Last year, Berlin paid €300 million for a minority stake in Curevac, now worth many times that. Does he see such public investment as the way forward for private research?

“No. What I find super about [Germany’s] investment in Curevac, though, is that, for once, German politicians are investing in a firm with a great future in the future instead of a firm with a great future in its past.”

Just how much of a role Germany Inc will play in the new medical frontier depends, he says, on whether the country can make a leap beyond what he sees as its prolonged, defensive post-war mentality.

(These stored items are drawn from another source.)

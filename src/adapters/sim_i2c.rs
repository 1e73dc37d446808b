//! In-memory I2C bus for host builds.
//!
//! Models the devices the controller talks to closely enough for the
//! drivers above it to run unchanged: an MCP23017 register file, an
//! AT24C32 with 32-byte page wrap, a DS3231 register file that does not
//! tick, and an ACK-only display stub.
//! Devices can be removed and transactions failed on demand.

use embedded_hal::i2c::{self, ErrorKind, ErrorType, I2c, NoAcknowledgeSource, Operation};

use crate::drivers::eeprom::{EEPROM_SIZE, PAGE_SIZE};
use crate::pins;

const MCP_REGISTER_COUNT: usize = 0x16;
const RTC_REGISTER_COUNT: usize = 0x13;

#[derive(Debug, Clone, Copy, PartialEq, Eq)]
pub struct SimI2cError(ErrorKind);

impl i2c::Error for SimI2cError {
    fn kind(&self) -> ErrorKind {
        self.0
    }
}

#[derive(Debug, Clone)]
pub struct SimI2c {
    mcp: Option<[u8; MCP_REGISTER_COUNT]>,
    mcp_pointer: usize,
    eeprom: Option<Vec<u8>>,
    eeprom_pointer: usize,
    rtc: Option<[u8; RTC_REGISTER_COUNT]>,
    rtc_pointer: usize,
    display: bool,
    fail_next: usize,
    transactions: usize,
}

impl SimI2c {
    /// No devices on the bus.
    pub fn empty() -> Self {
        Self {
            mcp: None,
            mcp_pointer: 0,
            eeprom: None,
            eeprom_pointer: 0,
            rtc: None,
            rtc_pointer: 0,
            display: false,
            fail_next: 0,
            transactions: 0,
        }
    }

    /// Every optional device fitted; EEPROM blank (0xFF).
    pub fn fully_populated() -> Self {
        let mut sim = Self::empty();
        // Power-on state: IODIR all inputs, everything else zero.
        let mut regs = [0u8; MCP_REGISTER_COUNT];
        regs[0x00] = 0xFF;
        regs[0x01] = 0xFF;
        sim.mcp = Some(regs);
        sim.eeprom = Some(vec![0xFF; EEPROM_SIZE]);
        // 2024-01-01 00:00:00, a Monday.
        let mut rtc = [0u8; RTC_REGISTER_COUNT];
        rtc[..7].copy_from_slice(&[0x00, 0x00, 0x00, 2, 0x01, 0x01, 0x24]);
        sim.rtc = Some(rtc);
        sim.display = true;
        sim
    }

    pub fn without_mcp(mut self) -> Self {
        self.mcp = None;
        self
    }

    pub fn without_eeprom(mut self) -> Self {
        self.eeprom = None;
        self
    }

    pub fn without_rtc(mut self) -> Self {
        self.rtc = None;
        self
    }

    /// Fail the next `n` transactions with a NACK.
    pub fn fail_next(&mut self, n: usize) {
        self.fail_next = n;
    }

    pub fn transactions(&self) -> usize {
        self.transactions
    }

    /// Raw MCP23017 register value.
    pub fn mcp_register(&self, reg: u8) -> Option<u8> {
        self.mcp.as_ref().map(|r| r[reg as usize % MCP_REGISTER_COUNT])
    }

    pub fn eeprom_contents(&self) -> Option<&[u8]> {
        self.eeprom.as_deref()
    }

    fn present(&self, addr: u8) -> bool {
        match addr {
            pins::MCP_I2C_ADDR => self.mcp.is_some(),
            pins::EEPROM_I2C_ADDR => self.eeprom.is_some(),
            pins::RTC_I2C_ADDR => self.rtc.is_some(),
            pins::DISPLAY_I2C_ADDR => self.display,
            _ => false,
        }
    }

    fn mcp_write(&mut self, bytes: &[u8]) {
        let Some(regs) = self.mcp.as_mut() else {
            return;
        };
        let Some((&reg, data)) = bytes.split_first() else {
            return;
        };
        self.mcp_pointer = reg as usize % MCP_REGISTER_COUNT;
        for &b in data {
            regs[self.mcp_pointer] = b;
            self.mcp_pointer = (self.mcp_pointer + 1) % MCP_REGISTER_COUNT;
        }
    }

    fn mcp_read(&mut self, buf: &mut [u8]) {
        let Some(regs) = self.mcp.as_ref() else {
            return;
        };
        for b in buf {
            *b = regs[self.mcp_pointer];
            self.mcp_pointer = (self.mcp_pointer + 1) % MCP_REGISTER_COUNT;
        }
    }

    fn rtc_write(&mut self, bytes: &[u8]) {
        let Some(regs) = self.rtc.as_mut() else {
            return;
        };
        let Some((&reg, data)) = bytes.split_first() else {
            return;
        };
        self.rtc_pointer = reg as usize % RTC_REGISTER_COUNT;
        for &b in data {
            regs[self.rtc_pointer] = b;
            self.rtc_pointer = (self.rtc_pointer + 1) % RTC_REGISTER_COUNT;
        }
    }

    fn rtc_read(&mut self, buf: &mut [u8]) {
        let Some(regs) = self.rtc.as_ref() else {
            return;
        };
        for b in buf {
            *b = regs[self.rtc_pointer];
            self.rtc_pointer = (self.rtc_pointer + 1) % RTC_REGISTER_COUNT;
        }
    }

    fn eeprom_write(&mut self, bytes: &[u8]) {
        let Some(mem) = self.eeprom.as_mut() else {
            return;
        };
        if bytes.len() < 2 {
            return;
        }
        let start = ((usize::from(bytes[0]) << 8) | usize::from(bytes[1])) % EEPROM_SIZE;
        self.eeprom_pointer = start;
        let page_base = start - start % PAGE_SIZE;
        for (i, &b) in bytes[2..].iter().enumerate() {
            // Writes past the page boundary wrap to its start.
            let offset = (start % PAGE_SIZE + i) % PAGE_SIZE;
            mem[page_base + offset] = b;
        }
    }

    fn eeprom_read(&mut self, buf: &mut [u8]) {
        let Some(mem) = self.eeprom.as_ref() else {
            return;
        };
        for b in buf {
            *b = mem[self.eeprom_pointer];
            self.eeprom_pointer = (self.eeprom_pointer + 1) % EEPROM_SIZE;
        }
    }
}

impl ErrorType for SimI2c {
    type Error = SimI2cError;
}

impl I2c for SimI2c {
    fn transaction(&mut self, address: u8, operations: &mut [Operation<'_>]) -> Result<(), Self::Error> {
        self.transactions += 1;
        if self.fail_next > 0 {
            self.fail_next -= 1;
            return Err(SimI2cError(ErrorKind::NoAcknowledge(NoAcknowledgeSource::Address)));
        }
        if !self.present(address) {
            return Err(SimI2cError(ErrorKind::NoAcknowledge(NoAcknowledgeSource::Address)));
        }
        for op in operations {
            match (address, op) {
                (pins::MCP_I2C_ADDR, Operation::Write(bytes)) => self.mcp_write(bytes),
                (pins::MCP_I2C_ADDR, Operation::Read(buf)) => self.mcp_read(buf),
                (pins::EEPROM_I2C_ADDR, Operation::Write(bytes)) => self.eeprom_write(bytes),
                (pins::EEPROM_I2C_ADDR, Operation::Read(buf)) => self.eeprom_read(buf),
                (pins::RTC_I2C_ADDR, Operation::Write(bytes)) => self.rtc_write(bytes),
                (pins::RTC_I2C_ADDR, Operation::Read(buf)) => self.rtc_read(buf),
                (_, Operation::Read(buf)) => buf.fill(0),
                (_, Operation::Write(_)) => {}
            }
        }
        Ok(())
    }
}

Compared to 19th-century industrial founding fathers like Krupp and Siemens, Dr von Bohlen says West Germany's post-war decades were defined by rebuilding and then guarding prosperity. Political leaders prioritised wealth redistribution and, while he supports this in principle, he is less enthused when it throttles wealth production and attacks investors like him as "locusts".

Beyond a mentality shift, staying in the mRNA game requires a leap, too, in how Germany finances the kind of multimillion innovation pushed by Curevac.

“There is no shortage of young people with good ideas in Germany. There’s a shortage of equity to bankroll them,” he says. “We could create incentives for people to invest 5 per cent of their taxes in firms that fulfil certain future criteria – transformative technologies like renewable energy or biotech.”

With years of informed investor gambles under his belt, Dr von Bohlen is cautiously optimistic that his homeland has hit a tipping point. After a stumbled start, Germany’s vaccination programme is now in top gear with over one million people daily getting their jab. At 58, Dr von Bohlen opted to try his own Curevac jab – even without full approval – and says he is feeling fine.

“I wish Germany would loosen up: you win some, you lose some, others win some,” he says. “Failure is an intrinsic part of a success culture. Success without failure is luck and, while I wish everyone luck, success with failure along the way: that is a strategy.”